Problem requirements: Output the full listing exactly, character for character.
★ ★ ★ ★ ★ ★ ★
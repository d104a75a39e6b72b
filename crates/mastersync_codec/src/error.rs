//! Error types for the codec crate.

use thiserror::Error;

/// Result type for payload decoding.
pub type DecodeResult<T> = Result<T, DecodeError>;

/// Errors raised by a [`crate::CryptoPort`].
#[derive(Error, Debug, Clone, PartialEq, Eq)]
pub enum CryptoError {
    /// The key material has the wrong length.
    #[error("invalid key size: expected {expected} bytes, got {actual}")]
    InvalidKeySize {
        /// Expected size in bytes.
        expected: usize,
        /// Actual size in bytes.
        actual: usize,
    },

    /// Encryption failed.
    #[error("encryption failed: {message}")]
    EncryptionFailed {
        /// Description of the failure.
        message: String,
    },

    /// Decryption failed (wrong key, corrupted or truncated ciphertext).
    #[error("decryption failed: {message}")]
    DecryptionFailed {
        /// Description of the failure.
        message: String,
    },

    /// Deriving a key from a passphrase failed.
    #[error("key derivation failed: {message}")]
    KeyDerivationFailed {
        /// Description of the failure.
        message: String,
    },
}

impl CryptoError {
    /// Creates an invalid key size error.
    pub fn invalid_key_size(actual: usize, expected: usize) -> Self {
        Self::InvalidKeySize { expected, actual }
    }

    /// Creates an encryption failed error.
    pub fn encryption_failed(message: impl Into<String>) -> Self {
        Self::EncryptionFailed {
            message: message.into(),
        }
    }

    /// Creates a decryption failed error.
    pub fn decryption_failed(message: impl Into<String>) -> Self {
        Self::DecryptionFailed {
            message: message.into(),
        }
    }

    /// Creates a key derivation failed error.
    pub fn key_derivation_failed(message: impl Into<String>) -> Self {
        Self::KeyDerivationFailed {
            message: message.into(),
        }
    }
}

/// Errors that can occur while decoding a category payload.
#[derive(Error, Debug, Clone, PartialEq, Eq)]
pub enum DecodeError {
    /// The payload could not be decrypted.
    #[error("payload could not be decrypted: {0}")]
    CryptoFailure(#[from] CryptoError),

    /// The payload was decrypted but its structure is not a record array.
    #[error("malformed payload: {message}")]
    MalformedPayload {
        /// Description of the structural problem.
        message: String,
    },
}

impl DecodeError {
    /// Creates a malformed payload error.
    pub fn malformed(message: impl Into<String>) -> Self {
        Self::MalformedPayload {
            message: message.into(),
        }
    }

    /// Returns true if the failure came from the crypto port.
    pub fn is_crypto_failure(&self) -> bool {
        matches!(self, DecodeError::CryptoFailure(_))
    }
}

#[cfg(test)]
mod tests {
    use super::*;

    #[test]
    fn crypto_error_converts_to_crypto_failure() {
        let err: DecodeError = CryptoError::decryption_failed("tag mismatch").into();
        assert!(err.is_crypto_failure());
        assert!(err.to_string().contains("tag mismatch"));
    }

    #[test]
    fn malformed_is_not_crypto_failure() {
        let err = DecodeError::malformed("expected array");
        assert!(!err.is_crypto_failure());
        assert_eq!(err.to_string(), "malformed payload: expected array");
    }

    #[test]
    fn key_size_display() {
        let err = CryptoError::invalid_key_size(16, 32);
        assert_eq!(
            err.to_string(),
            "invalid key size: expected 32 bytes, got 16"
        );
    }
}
★ ★ ★ ★ ★ ★ ★
Answer:
repository d104a75a39e6b72b
filename crates/mastersync_codec/src/error.rs
//! Error types for the codec crate.

use thiserror::Error;

/// Result type for payload decoding.
pub type DecodeResult<T> = Result<T, DecodeError>;

/// Errors raised by a [`crate::CryptoPort`].
#[derive(Error, Debug, Clone, PartialEq, Eq)]
pub enum CryptoError {
    /// The key material has the wrong length.
    #[error("invalid key size: expected {expected} bytes, got {actual}")]
    InvalidKeySize {
        /// Expected size in bytes.
        expected: usize,
        /// Actual size in bytes.
        actual: usize,
    },

    /// Encryption failed.
    #[error("encryption failed: {message}")]
    EncryptionFailed {
        /// Description of the failure.
        message: String,
    },

    /// Decryption failed (wrong key, corrupted or truncated ciphertext).
    #[error("decryption failed: {message}")]
    DecryptionFailed {
        /// Description of the failure.
        message: String,
    },

    /// Deriving a key from a passphrase failed.
    #[error("key derivation failed: {message}")]
    KeyDerivationFailed {
        /// Description of the failure.
        message: String,
    },
}

impl CryptoError {
    /// Creates an invalid key size error.
    pub fn invalid_key_size(actual: usize, expected: usize) -> Self {
        Self::InvalidKeySize { expected, actual }
    }

    /// Creates an encryption failed error.
    pub fn encryption_failed(message: impl Into<String>) -> Self {
        Self::EncryptionFailed {
            message: message.into(),
        }
    }

    /// Creates a decryption failed error.
    pub fn decryption_failed(message: impl Into<String>) -> Self {
        Self::DecryptionFailed {
            message: message.into(),
        }
    }

    /// Creates a key derivation failed error.
    pub fn key_derivation_failed(message: impl Into<String>) -> Self {
        Self::KeyDerivationFailed {
            message: message.into(),
        }
    }
}

/// Errors that can occur while decoding a category payload.
#[derive(Error, Debug, Clone, PartialEq, Eq)]
pub enum DecodeError {
    /// The payload could not be decrypted.
    #[error("payload could not be decrypted: {0}")]
    CryptoFailure(#[from] CryptoError),

    /// The payload was decrypted but its structure is not a record array.
    #[error("malformed payload: {message}")]
    MalformedPayload {
        /// Description of the structural problem.
        message: String,
    },
}

impl DecodeError {
    /// Creates a malformed payload error.
    pub fn malformed(message: impl Into<String>) -> Self {
        Self::MalformedPayload {
            message: message.into(),
        }
    }

    /// Returns true if the failure came from the crypto port.
    pub fn is_crypto_failure(&self) -> bool {
        matches!(self, DecodeError::CryptoFailure(_))
    }
}

#[cfg(test)]
mod tests {
    use super::*;

    #[test]
    fn crypto_error_converts_to_crypto_failure() {
        let err: DecodeError = CryptoError::decryption_failed("tag mismatch").into();
        assert!(err.is_crypto_failure());
        assert!(err.to_string().contains("tag mismatch"));
    }

    #[test]
    fn malformed_is_not_crypto_failure() {
        let err = DecodeError::malformed("expected array");
        assert!(!err.is_crypto_failure());
        assert_eq!(err.to_string(), "malformed payload: expected array");
    }

    #[test]
    fn key_size_display() {
        let err = CryptoError::invalid_key_size(16, 32);
        assert_eq!(
            err.to_string(),
            "invalid key size: expected 32 bytes, got 16"
        );
    }
}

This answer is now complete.